Social media is a primary force that is redefining the role of the men and women who oversee the world’s largest companies.
The importance of social media to business has dramatically escalated. We have moved through the “hype phase of social media when businesses felt compelled to participate because it was such a fad. We have entered a productive phase where companies are starting to crack social’s code to turn it into a genuine marketing advantage.
“Just as having a company website has become standard operating procedure over the past two decades, utilizing social media channels has now become an increasingly essential platform for companies to communicate their messages to the general public and other audiences.” Andy Polansky, CEO of global public relations firm Weber Shandwick.
Social media has grown beyond marketing into other areas of business.
Publicly traded companies are beginning to adopt social media for business communication and crisis management. Social is breaking down corporate silos and creating new ways of connecting:
- It changes the way a company works together.
- It enables more collaborative relationships.
- It enhances creative ideas and innovation.
- It helps companies to gain better consumer insights and engage with their customers.
Social networks are having a broad-based impact, changing everything about the way we do business.

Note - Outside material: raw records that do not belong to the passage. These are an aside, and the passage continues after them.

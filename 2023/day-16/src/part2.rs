use miette::*;

use crate::grid::Grid;
use crate::optimizer::Optimizer;

#[tracing::instrument]
pub fn process(input: &str) -> Result<String> {
    let grid: Grid = input.parse()?;

    let best = Optimizer::new(&grid).best_entry()?;

    Ok(best.count.to_string())
}
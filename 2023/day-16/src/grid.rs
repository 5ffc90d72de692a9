use std::fmt;
use std::str::FromStr;

use chumsky::prelude::*;
use itertools::Itertools;
use strum::EnumIter;

use crate::beam::Position;
use crate::error::{Error, Malformation, Result};

#[derive(Debug, Clone, Copy, PartialEq, Eq, Hash, EnumIter)]
pub enum TileKind {
    /// `.`
    Empty,
    /// `/`
    MirrorForward,
    /// `\`
    MirrorBackward,
    /// `|`
    SplitterVertical,
    /// `-`
    SplitterHorizontal,
}

impl TileKind {
    pub fn from_symbol(symbol: char) -> Option<Self> {
        match symbol {
            '.' => Some(TileKind::Empty),
            '/' => Some(TileKind::MirrorForward),
            '\\' => Some(TileKind::MirrorBackward),
            '|' => Some(TileKind::SplitterVertical),
            '-' => Some(TileKind::SplitterHorizontal),
            _ => None,
        }
    }

    pub fn symbol(self) -> char {
        match self {
            TileKind::Empty => '.',
            TileKind::MirrorForward => '/',
            TileKind::MirrorBackward => '\\',
            TileKind::SplitterVertical => '|',
            TileKind::SplitterHorizontal => '-',
        }
    }
}

/// A dense, immutable grid of tiles stored row-major.
#[derive(Debug, Clone, PartialEq, Eq)]
pub struct Grid {
    width: usize,
    height: usize,
    tiles: Vec<TileKind>,
}

impl Grid {
    /// Builds a grid from rows of tiles, rejecting empty or ragged input.
    pub fn new(rows: Vec<Vec<TileKind>>) -> Result<Self> {
        let height = rows.len();
        let width = rows.first().map(Vec::len).unwrap_or(0);

        if rows.iter().all(Vec::is_empty) {
            return Err(Malformation::Empty.into());
        }
        if let Some((row, found)) = rows
            .iter()
            .map(Vec::len)
            .enumerate()
            .find(|&(_, len)| len != width)
        {
            return Err(Malformation::UnequalRows {
                row,
                expected: width,
                found,
            }
            .into());
        }
        if i32::try_from(width).is_err() || i32::try_from(height).is_err() {
            return Err(Malformation::TooLarge { width, height }.into());
        }

        Ok(Self {
            width,
            height,
            tiles: rows.into_iter().flatten().collect(),
        })
    }

    pub fn width(&self) -> usize {
        self.width
    }

    pub fn height(&self) -> usize {
        self.height
    }

    /// Number of cells in the grid.
    pub fn area(&self) -> usize {
        self.tiles.len()
    }

    #[inline(always)]
    pub fn is_inside(&self, position: Position) -> bool {
        position.x >= 0
            && position.y >= 0
            && (position.x as usize) < self.width
            && (position.y as usize) < self.height
    }

    /// Row-major index of `position`.
    #[inline(always)]
    pub fn index_of(&self, position: Position) -> Result<usize> {
        if !self.is_inside(position) {
            return Err(Error::OutOfBounds {
                position,
                width: self.width,
                height: self.height,
            });
        }
        Ok(position.y as usize * self.width + position.x as usize)
    }

    pub fn tile_at(&self, position: Position) -> Result<TileKind> {
        self.index_of(position).map(|index| self.tiles[index])
    }

    /// Tile at a row-major index previously obtained from [`Grid::index_of`].
    #[inline(always)]
    pub(crate) fn tile_at_index(&self, index: usize) -> TileKind {
        self.tiles[index]
    }

    /// Inverse of [`Grid::index_of`].
    pub fn position_of(&self, index: usize) -> Position {
        position_from_index(index, self.width)
    }
}

/// Position of a row-major `index` in a grid `width` cells wide.
#[inline(always)]
pub(crate) fn position_from_index(index: usize, width: usize) -> Position {
    Position::new((index % width) as i32, (index / width) as i32)
}

/// Splits the input into rows at `\n`. Every other character, `\r` included,
/// stays in its row.
fn parser<'a>() -> impl Parser<'a, &'a str, Vec<String>, extra::Err<Rich<'a, char>>> {
    none_of("\n")
        .repeated()
        .collect::<String>()
        .separated_by(just('\n'))
        .allow_trailing()
        .collect()
}

/// Maps one row of symbols to tiles, reporting the first unknown one.
fn tiles(line: usize, row: &str) -> Result<Vec<TileKind>, Malformation> {
    row.chars()
        .enumerate()
        .map(|(column, symbol)| {
            TileKind::from_symbol(symbol).ok_or(Malformation::UnrecognizedSymbol {
                symbol: Some(symbol),
                line,
                column: column + 1,
            })
        })
        .collect()
}

/// 1-based line and column of a byte offset.
fn locate(input: &str, offset: usize) -> (usize, usize) {
    let before = &input[..offset.min(input.len())];
    let line = before.matches('\n').count() + 1;
    let line_start = before.rfind('\n').map(|i| i + 1).unwrap_or(0);
    (line, before[line_start..].chars().count() + 1)
}

impl FromStr for Grid {
    type Err = Error;

    fn from_str(input: &str) -> Result<Self> {
        let mut rows = parser().parse(input).into_result().map_err(|errors| {
            let (symbol, offset) = errors
                .first()
                .map(|e| (e.found().copied(), e.span().start))
                .unwrap_or((None, input.len()));
            let (line, column) = locate(input, offset);
            Error::from(Malformation::UnrecognizedSymbol {
                symbol,
                line,
                column,
            })
        })?;

        // A `\r` directly before `\n` belongs to the line break. The last row
        // has no `\n` after it, so a `\r` there is a stray symbol.
        let terminated = rows.len().saturating_sub(1);
        for row in &mut rows[..terminated] {
            if row.ends_with('\r') {
                row.pop();
            }
        }

        // Trailing newlines leave empty rows behind.
        while rows.last().is_some_and(String::is_empty) {
            rows.pop();
        }

        let rows = rows
            .iter()
            .enumerate()
            .map(|(y, row)| tiles(y + 1, row))
            .collect::<Result<Vec<_>, _>>()?;

        Grid::new(rows)
    }
}

impl fmt::Display for Grid {
    fn fmt(&self, f: &mut fmt::Formatter<'_>) -> fmt::Result {
        let rendered = self
            .tiles
            .chunks(self.width)
            .map(|row| row.iter().map(|tile| tile.symbol()).collect::<String>())
            .join("\n");
        f.write_str(&rendered)
    }
}
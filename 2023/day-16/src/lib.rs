pub mod beam;
pub mod error;
pub mod grid;
pub mod optimizer;
pub mod part1;
pub mod part2;
pub mod simulator;
pub mod transition;

pub use beam::{BeamState, Direction, Position};
pub use error::{Error, Malformation};
pub use grid::{Grid, TileKind};
pub use optimizer::{boundary_entries, BestEntry, Optimizer, Strategy};
pub use simulator::{Energized, Simulator};
pub use transition::Outgoing;
use std::fmt;

use bitvec::prelude::*;
use itertools::Itertools;

use crate::beam::{BeamState, Direction, Position};
use crate::error::{Error, Result};
use crate::grid::{position_from_index, Grid};

type Cells = BitVec<usize, Lsb0>;

/// Cells lit up by a single run.
#[derive(Debug, Clone, PartialEq, Eq)]
pub struct Energized {
    width: usize,
    cells: Cells,
    visited_states: usize,
}

impl Energized {
    pub fn count(&self) -> usize {
        self.cells.count_ones()
    }

    /// Distinct (position, direction) states the beams went through.
    pub fn visited_states(&self) -> usize {
        self.visited_states
    }

    pub fn contains(&self, position: Position) -> bool {
        if position.x < 0 || position.y < 0 || position.x as usize >= self.width {
            return false;
        }
        let index = position.y as usize * self.width + position.x as usize;
        self.cells.get(index).is_some_and(|bit| *bit)
    }

    pub fn positions(&self) -> impl Iterator<Item = Position> + '_ {
        self.cells
            .iter_ones()
            .map(|index| position_from_index(index, self.width))
    }
}

impl fmt::Display for Energized {
    fn fmt(&self, f: &mut fmt::Formatter<'_>) -> fmt::Result {
        let rendered = self
            .cells
            .chunks(self.width)
            .map(|row| {
                row.iter()
                    .map(|bit| if *bit { '#' } else { '.' })
                    .collect::<String>()
            })
            .join("\n");
        f.write_str(&rendered)
    }
}

/// Traces beams through a borrowed grid. Holds no per-run state, so one
/// simulator can be shared between threads.
#[derive(Debug, Clone, Copy)]
pub struct Simulator<'g> {
    grid: &'g Grid,
}

impl<'g> Simulator<'g> {
    pub fn new(grid: &'g Grid) -> Self {
        Self { grid }
    }

    pub fn grid(&self) -> &'g Grid {
        self.grid
    }

    /// Follows every beam spawned from `start` until all of them have left
    /// the grid or are retracing a state already seen.
    #[tracing::instrument(level = "trace", skip(self), fields(width = self.grid.width(), height = self.grid.height()))]
    pub fn run(&self, start: BeamState) -> Result<Energized> {
        if !self.grid.is_inside(start.position) {
            return Err(Error::InvalidStart { state: start });
        }

        let area = self.grid.area();
        // One bit per (cell, direction); a beam entering a state twice would loop.
        let mut visited = bitvec![usize, Lsb0; 0; area * Direction::COUNT];
        let mut cells = bitvec![usize, Lsb0; 0; area];
        let mut visited_states = 0;

        let mut stack: Vec<BeamState> = Vec::with_capacity(self.grid.width() + self.grid.height());
        stack.push(start);

        while let Some(state) = stack.pop() {
            let index = self.grid.index_of(state.position)?;
            let slot = index * Direction::COUNT + state.direction.index();
            if visited[slot] {
                continue;
            }
            visited.set(slot, true);
            visited_states += 1;
            cells.set(index, true);

            let tile = self.grid.tile_at_index(index);
            for &direction in tile.outgoing(state.direction).as_slice() {
                let next = state.step(direction);
                if self.grid.is_inside(next.position) {
                    stack.push(next);
                }
            }
        }

        let energized = Energized {
            width: self.grid.width(),
            cells,
            visited_states,
        };
        tracing::trace!(
            energized = energized.count(),
            visited_states,
            "beam settled"
        );
        Ok(energized)
    }

    pub fn energized_count(&self, start: BeamState) -> Result<usize> {
        self.run(start).map(|energized| energized.count())
    }
}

The tightly controlled corporate environments are falling apart. The control of brands is shifting into the hands of customers and employees.
Many companies now understand the important role that social media has for businesses. But, most have not realized the change it brings to the role of CEOs. As Communicator and Chief, CEOs will need to have a more prominent role in social media.
CEOs still lack a firsthand knowledge.
They have grown to see the value of social media for their company’s participation, but haven’t seen the need for their personal involvement. The vast majority of Chief Executives have no presence on any of the major social media networks.
According to the CEO.com’s Social CEO Report, 61% of CEOs have no social presence whatsoever. Not one Fortune 500 CEO is active on all six major social platforms.
CEOs haven’t been baptized by participating in social media. They don’t really understand how it works. The lack of understanding tends to make them skeptical and reluctant participants. They become unrealistically fearful of making mistakes. CEOs are also in an uncomfortable position of learning while leading.
Traditional corporate communication is giving way to social communication.
CEOs communicating through social media help their company appear more human and accessible.
“Companies that are truly social and engage their employees and customers in genuine conversation will be recognized as the new corporate leaders. CEOs who are social will be the next new thing.” Leslie Gaines-Ross, Chief Reputation Strategist, Weber Shandwick
This is a major change from the traditional, controlled, protective corporate environments of the past to a more open and transparent leadership structure. As social media continues to evolve towards direct engagement, as spokesperson-in-chief, the CEOs skills and experience in social media becomes even more important.
Social media has quickly evolved into an essential leadership tool.
As social media changes the way companies work, it also impacts the talents and skill sets needed for the current generation of business leaders to equip them to be a more social CEO.
Peter Aceto, CEO of ING Direct Canada and Toronto’s Communicator of the Year, was quoted as saying,
“Successful leaders will no longer be measured just by stock price. Managing and communicating with shareholders, employees, government, community, customers, will be table stakes in the future.”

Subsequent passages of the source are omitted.